オレは思わず呟いた。煙草を吸っていた手が止まる。

新幹線の車窓。左手に大きく富士山が見えていた。

富士山を見るのは生まれて初めてだった。

北陸の片田舎、石川県の小松駅から北陸本線で米原。米原から東海道新幹線に乗った。

ずり下がったジーパンにUS・NAVYとプリントされたシャツ。気取ってレイバンもどきのサングラスをかけていた。
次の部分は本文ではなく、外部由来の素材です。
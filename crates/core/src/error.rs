use thiserror::Error;

use crate::types::UserId;

pub type RecResult<T> = Result<T, RecError>;

#[derive(Error, Debug)]
pub enum RecError {
    #[error("Configuration error: {0}")]
    Config(String),

    /// Empty catalog or interaction log at train time. Sub-engines stay
    /// untrained and queries degrade to fallbacks.
    #[error("Data unavailable: {0}")]
    DataUnavailable(String),

    #[error("Unknown user: {0}")]
    UnknownUser(UserId),

    #[error("Malformed record: {0}")]
    MalformedRecord(String),

    #[error("Catalog source error: {0}")]
    Catalog(String),

    #[error("Interaction log error: {0}")]
    InteractionLog(String),

    #[error("Serialization error: {0}")]
    Serialization(#[from] serde_json::Error),

    #[error("IO error: {0}")]
    Io(#[from] std::io::Error),

    #[error("Internal error: {0}")]
    Internal(#[from] anyhow::Error),
}
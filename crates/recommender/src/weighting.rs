//! Interaction weighting: action kind and event age to a training weight.

use bizrec_core::config::EngineConfig;
use bizrec_core::types::{ActionKind, InteractionEvent};
use chrono::{DateTime, Duration, Utc};

const MILLIS_PER_DAY: f64 = 86_400_000.0;

#[derive(Debug, Clone, Copy)]
pub struct FeatureWeighting {
    retention: Duration,
    decay_days: f64,
}

impl FeatureWeighting {
    pub fn new(retention_days: i64, decay_days: f64) -> Self {
        Self {
            retention: Duration::days(retention_days),
            decay_days,
        }
    }

    pub fn from_config(config: &EngineConfig) -> Self {
        Self::new(config.retention_days, config.recency_decay_days)
    }

    /// Events at or before this instant fall outside the retention window.
    pub fn cutoff(&self, now: DateTime<Utc>) -> DateTime<Utc> {
        now - self.retention
    }

    /// `1 / (1 + age_days / decay_days)`. Future timestamps count as age zero.
    pub fn recency_multiplier(&self, timestamp: DateTime<Utc>, now: DateTime<Utc>) -> f64 {
        let age_days = ((now - timestamp).num_milliseconds() as f64 / MILLIS_PER_DAY).max(0.0);
        1.0 / (1.0 + age_days / self.decay_days)
    }

    /// Weight of a single action, or `None` when it is outside the window.
    pub fn weight(
        &self,
        action: ActionKind,
        timestamp: Option<DateTime<Utc>>,
        now: DateTime<Utc>,
    ) -> Option<f64> {
        match timestamp {
            None => Some(action.base_weight()),
            Some(ts) if ts <= self.cutoff(now) => None,
            Some(ts) => Some(action.base_weight() * self.recency_multiplier(ts, now)),
        }
    }

    pub fn weigh_event(&self, event: &InteractionEvent, now: DateTime<Utc>) -> Option<f64> {
        self.weight(event.action, event.timestamp, now)
    }
}

impl Default for FeatureWeighting {
    fn default() -> Self {
        Self::from_config(&EngineConfig::default())
    }
}
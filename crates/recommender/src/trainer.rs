//! Model training: builds a complete snapshot off to the side, evaluates it
//! and publishes it with a single pointer swap.

use bizrec_core::config::{EngineConfig, TrainingConfig};
use bizrec_core::types::{BusinessRecord, InteractionEvent};
use chrono::{DateTime, Utc};
use parking_lot::{Mutex, RwLock};
use serde::{Deserialize, Serialize};
use std::collections::{HashMap, HashSet};
use std::sync::Arc;
use tracing::{info, warn};
use uuid::Uuid;

use crate::collaborative::CollaborativeEngine;
use crate::content::ContentIndex;
use crate::evaluator::{evaluate_runs, holdout_split, EvaluationReport};
use crate::hybrid::HybridRecommender;
use crate::matrix::InteractionMatrix;
use crate::weighting::FeatureWeighting;

/// Everything one training pass produced. Immutable once published.
#[derive(Debug)]
pub struct ModelSnapshot {
    pub id: Uuid,
    pub trained_at: Option<DateTime<Utc>>,
    pub model_version: String,
    pub recommender: HybridRecommender,
    /// Active businesses the snapshot was trained on, keyed by id.
    catalog: HashMap<String, BusinessRecord>,
}

impl ModelSnapshot {
    fn untrained(neighbors: usize, model_version: String) -> Self {
        Self {
            id: Uuid::nil(),
            trained_at: None,
            model_version,
            recommender: HybridRecommender::untrained(neighbors),
            catalog: HashMap::new(),
        }
    }

    pub fn is_trained(&self) -> bool {
        self.recommender.is_trained()
    }

    pub fn business(&self, id: &str) -> Option<&BusinessRecord> {
        self.catalog.get(id)
    }

    /// Resolve ranked ids to records, dropping ids no longer in the snapshot.
    pub fn resolve(&self, ids: &[String]) -> Vec<BusinessRecord> {
        ids.iter()
            .filter_map(|id| self.catalog.get(id).cloned())
            .collect()
    }
}

#[derive(Debug, Clone, Serialize, Deserialize)]
pub struct TrainingMetrics {
    pub snapshot_id: Uuid,
    pub model_version: String,
    pub trained_at: DateTime<Utc>,
    pub duration_ms: u64,
    pub businesses_indexed: usize,
    pub vocabulary_size: usize,
    pub users: usize,
    pub interacted_businesses: usize,
    pub events_used: usize,
    pub content_trained: bool,
    pub collaborative_trained: bool,
    pub evaluation: EvaluationReport,
}

pub struct ModelTrainer {
    engine: EngineConfig,
    training: TrainingConfig,
    weighting: FeatureWeighting,
    current: RwLock<Arc<ModelSnapshot>>,
    /// Serialises training passes; queries never take it.
    train_lock: Mutex<()>,
}

impl ModelTrainer {
    pub fn new(engine: EngineConfig, training: TrainingConfig) -> Self {
        let weighting = FeatureWeighting::from_config(&engine);
        let initial = ModelSnapshot::untrained(engine.neighbors, training.model_version.clone());
        Self {
            engine,
            training,
            weighting,
            current: RwLock::new(Arc::new(initial)),
            train_lock: Mutex::new(()),
        }
    }

    pub fn weighting(&self) -> &FeatureWeighting {
        &self.weighting
    }

    /// The snapshot currently serving queries.
    pub fn current(&self) -> Arc<ModelSnapshot> {
        self.current.read().clone()
    }

    pub fn train_and_evaluate(
        &self,
        businesses: &[BusinessRecord],
        interactions: &[InteractionEvent],
    ) -> TrainingMetrics {
        self.train_and_evaluate_at(businesses, interactions, Utc::now())
    }

    /// Train against a fixed clock. Identical inputs and `now` give
    /// bit-identical matrices.
    pub fn train_and_evaluate_at(
        &self,
        businesses: &[BusinessRecord],
        interactions: &[InteractionEvent],
        now: DateTime<Utc>,
    ) -> TrainingMetrics {
        let _guard = self.train_lock.lock();
        let start = std::time::Instant::now();

        let (snapshot, mut outcome) = self.build_snapshot(businesses, interactions, now);
        outcome.evaluation = self.evaluate(businesses, interactions, now);

        let snapshot = Arc::new(snapshot);
        *self.current.write() = snapshot;

        outcome.duration_ms = start.elapsed().as_millis() as u64;
        metrics::histogram!("training.duration_ms").record(outcome.duration_ms as f64);
        metrics::counter!("training.runs").increment(1);

        info!(
            snapshot_id = %outcome.snapshot_id,
            businesses = outcome.businesses_indexed,
            users = outcome.users,
            precision = outcome.evaluation.precision,
            recall = outcome.evaluation.recall,
            coverage = outcome.evaluation.coverage,
            duration_ms = outcome.duration_ms,
            "Model training completed"
        );
        outcome
    }

    /// Build a complete snapshot without touching the published one.
    pub fn build_snapshot(
        &self,
        businesses: &[BusinessRecord],
        interactions: &[InteractionEvent],
        now: DateTime<Utc>,
    ) -> (ModelSnapshot, TrainingMetrics) {
        let active: Vec<&BusinessRecord> = businesses.iter().filter(|b| b.is_active).collect();
        let known: HashSet<&str> = active.iter().map(|b| b.id.as_str()).collect();

        let content = match ContentIndex::fit(businesses, self.engine.max_features) {
            Ok(index) => index,
            Err(e) => {
                warn!(error = %e, "Content index left untrained");
                ContentIndex::untrained()
            }
        };

        let matrix = InteractionMatrix::build(interactions, &known, &self.weighting, now);
        let users = matrix.n_users();
        let interacted_businesses = matrix.n_businesses();
        let events_used = matrix.events_used();

        let mut collaborative = CollaborativeEngine::new(self.engine.neighbors);
        if let Err(e) = collaborative.train(matrix) {
            warn!(error = %e, "Collaborative model left untrained");
        }

        let snapshot_id = Uuid::new_v4();
        let metrics = TrainingMetrics {
            snapshot_id,
            model_version: self.training.model_version.clone(),
            trained_at: now,
            duration_ms: 0,
            businesses_indexed: content.business_ids().len(),
            vocabulary_size: content.vocabulary_size(),
            users,
            interacted_businesses,
            events_used,
            content_trained: content.is_trained(),
            collaborative_trained: collaborative.is_trained(),
            evaluation: EvaluationReport::default(),
        };

        let snapshot = ModelSnapshot {
            id: snapshot_id,
            trained_at: Some(now),
            model_version: self.training.model_version.clone(),
            recommender: HybridRecommender::from_trained(content, collaborative),
            catalog: active.into_iter().map(|b| (b.id.clone(), b.clone())).collect(),
        };
        (snapshot, metrics)
    }

    /// Leave-last-out evaluation of the collaborative model.
    fn evaluate(
        &self,
        businesses: &[BusinessRecord],
        interactions: &[InteractionEvent],
        now: DateTime<Utc>,
    ) -> EvaluationReport {
        let k = self.training.eval_k;
        let known: HashSet<&str> = businesses
            .iter()
            .filter(|b| b.is_active)
            .map(|b| b.id.as_str())
            .collect();
        let cutoff = self.weighting.cutoff(now);
        let windowed: Vec<InteractionEvent> = interactions
            .iter()
            .filter(|e| known.contains(e.business_id.as_str()))
            .filter(|e| e.timestamp.map_or(true, |ts| ts > cutoff))
            .cloned()
            .collect();

        let (training, truth) = holdout_split(&windowed);
        if truth.is_empty() {
            return EvaluationReport {
                k,
                ..Default::default()
            };
        }

        let mut scorer = CollaborativeEngine::new(self.engine.neighbors);
        let matrix = InteractionMatrix::build(&training, &known, &self.weighting, now);
        if scorer.train(matrix).is_err() {
            return EvaluationReport {
                k,
                ..Default::default()
            };
        }

        let runs: Vec<(HashSet<String>, Vec<String>)> = truth
            .into_iter()
            .map(|(user, held_out)| (held_out, scorer.recommend(user, k)))
            .collect();
        evaluate_runs(&runs, known.len(), k)
    }
}

impl Default for ModelTrainer {
    fn default() -> Self {
        Self::new(EngineConfig::default(), TrainingConfig::default())
    }
}

#[cfg(test)]
mod tests {
    use super::*;
    use bizrec_core::types::ActionKind;
    use chrono::Duration;

    fn catalog() -> Vec<BusinessRecord> {
        vec![
            BusinessRecord::new("a", "Nairobi Coffee Shop").with_categories(["FOOD"]),
            BusinessRecord::new("b", "Premium Tech Store").with_categories(["TECH"]),
            BusinessRecord::new("c", "Budget Tech Solutions").with_categories(["TECH"]),
            BusinessRecord::new("d", "Closed Bakery").inactive(),
        ]
    }

    fn events(now: DateTime<Utc>) -> Vec<InteractionEvent> {
        vec![
            InteractionEvent::new(Some(1), "a", ActionKind::Purchase, Some(now - Duration::days(5))),
            InteractionEvent::new(Some(1), "b", ActionKind::View, Some(now - Duration::days(2))),
            InteractionEvent::new(Some(2), "a", ActionKind::Click, Some(now - Duration::days(4))),
            InteractionEvent::new(Some(2), "b", ActionKind::Share, Some(now - Duration::days(3))),
            InteractionEvent::new(Some(2), "c", ActionKind::Purchase, Some(now - Duration::days(1))),
            InteractionEvent::new(Some(3), "d", ActionKind::Purchase, Some(now)),
        ]
    }

    #[test]
    fn test_initial_snapshot_untrained() {
        let trainer = ModelTrainer::default();
        let snapshot = trainer.current();
        assert!(!snapshot.is_trained());
        assert!(snapshot.trained_at.is_none());
    }

    #[test]
    fn test_train_publishes_snapshot() {
        let trainer = ModelTrainer::default();
        let now = Utc::now();
        let before = trainer.current();
        let metrics = trainer.train_and_evaluate_at(&catalog(), &events(now), now);

        let after = trainer.current();
        assert!(after.is_trained());
        assert_eq!(after.id, metrics.snapshot_id);
        assert_ne!(before.id, after.id);
        assert!(!before.is_trained());

        assert_eq!(metrics.businesses_indexed, 3);
        assert_eq!(metrics.users, 2);
        assert!(metrics.content_trained && metrics.collaborative_trained);
        assert!(after.business("d").is_none());
        assert_eq!(metrics.model_version, "1.0.0");
    }

    #[test]
    fn test_evaluation_runs_on_holdout() {
        let trainer = ModelTrainer::default();
        let now = Utc::now();
        let metrics = trainer.train_and_evaluate_at(&catalog(), &events(now), now);
        assert_eq!(metrics.evaluation.k, 10);
        assert_eq!(metrics.evaluation.evaluated_users, 2);
        assert!((0.0..=1.0).contains(&metrics.evaluation.precision));
        assert!((0.0..=1.0).contains(&metrics.evaluation.coverage));
    }

    #[test]
    fn test_empty_inputs_leave_sub_engines_untrained() {
        let trainer = ModelTrainer::default();
        let metrics = trainer.train_and_evaluate(&[], &[]);
        assert!(!metrics.content_trained);
        assert!(!metrics.collaborative_trained);
        let snapshot = trainer.current();
        assert!(snapshot.is_trained());
        assert!(snapshot.recommender.collaborative().recommend(1, 5).is_empty());
    }

    #[test]
    fn test_retraining_is_bit_identical() {
        let trainer = ModelTrainer::default();
        let now = Utc::now();
        trainer.train_and_evaluate_at(&catalog(), &events(now), now);
        let first = trainer.current();
        trainer.train_and_evaluate_at(&catalog(), &events(now), now);
        let second = trainer.current();

        assert_ne!(first.id, second.id);
        assert_eq!(
            first.recommender.content().vectors(),
            second.recommender.content().vectors()
        );
        assert_eq!(
            first.recommender.collaborative().similarity_matrix(),
            second.recommender.collaborative().similarity_matrix()
        );
    }

    #[test]
    fn test_readers_keep_old_snapshot_during_swap() {
        let trainer = ModelTrainer::default();
        let now = Utc::now();
        let held = trainer.current();
        trainer.train_and_evaluate_at(&catalog(), &events(now), now);
        // A reader holding the old Arc still sees a consistent, untrained view.
        assert!(!held.is_trained());
        assert!(held
            .recommender
            .recommend(Some(1), &["coffee".to_string()], 5)
            .is_empty());
    }
}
足元にはアディダスの黒のエナメルバッグ。皆が欲しがった憧れのバッグだ。

手には矢沢永吉の「成りあがり」の文庫本。

この本がオレのバイブルだった。

オレの人生を決めた本だ。

欝々とした田舎の工業高校3年生。その欝々とした毎日に、一本の光を当てたのがこの本だった。

この本には、オレの未来が書いてあると思った。

 

バンドでドラムを叩いていた。

 

「成りあがり」

こいつを読んだからここにいた。

雄大な富士山。

東京行きの新幹線。

オレもこっから成りあがってやる!

 

車内アナウンスが「横浜」を告げた。

今のオレと同じように、東京を目指した矢沢が、思わずここで降りたのかと思った。

わかるような気がする。

「横浜」という響きには、どうにも甘い響きがある。

たぶん、関東の人間にはわからないと思う。

西の田舎の人間には「横浜」という響きに、都会で、お洒落で・・・そしてキケンな匂いを感じる。

「横浜」

とんでもなく魅力的な響きだった。

 

矢沢ヨロシクで横浜で降りるわけにもいかず、終点、目的地の東京駅で降りた。

改札上の大きな路線図を見上げた。行先を確認する。

 

電車を乗り継いで「北府中」で降りた。

駅のトイレ。個室に入って学生服に着替えた。

煙草とライター、どうするか迷った。

・・・・・トイレに置いて出る。

 

歩いて訪問先に向かう。

ニュース映像で見た府中刑務所の壁・・・・ここが3億円事件の現場か・・・・。

みんなの読んで良かった!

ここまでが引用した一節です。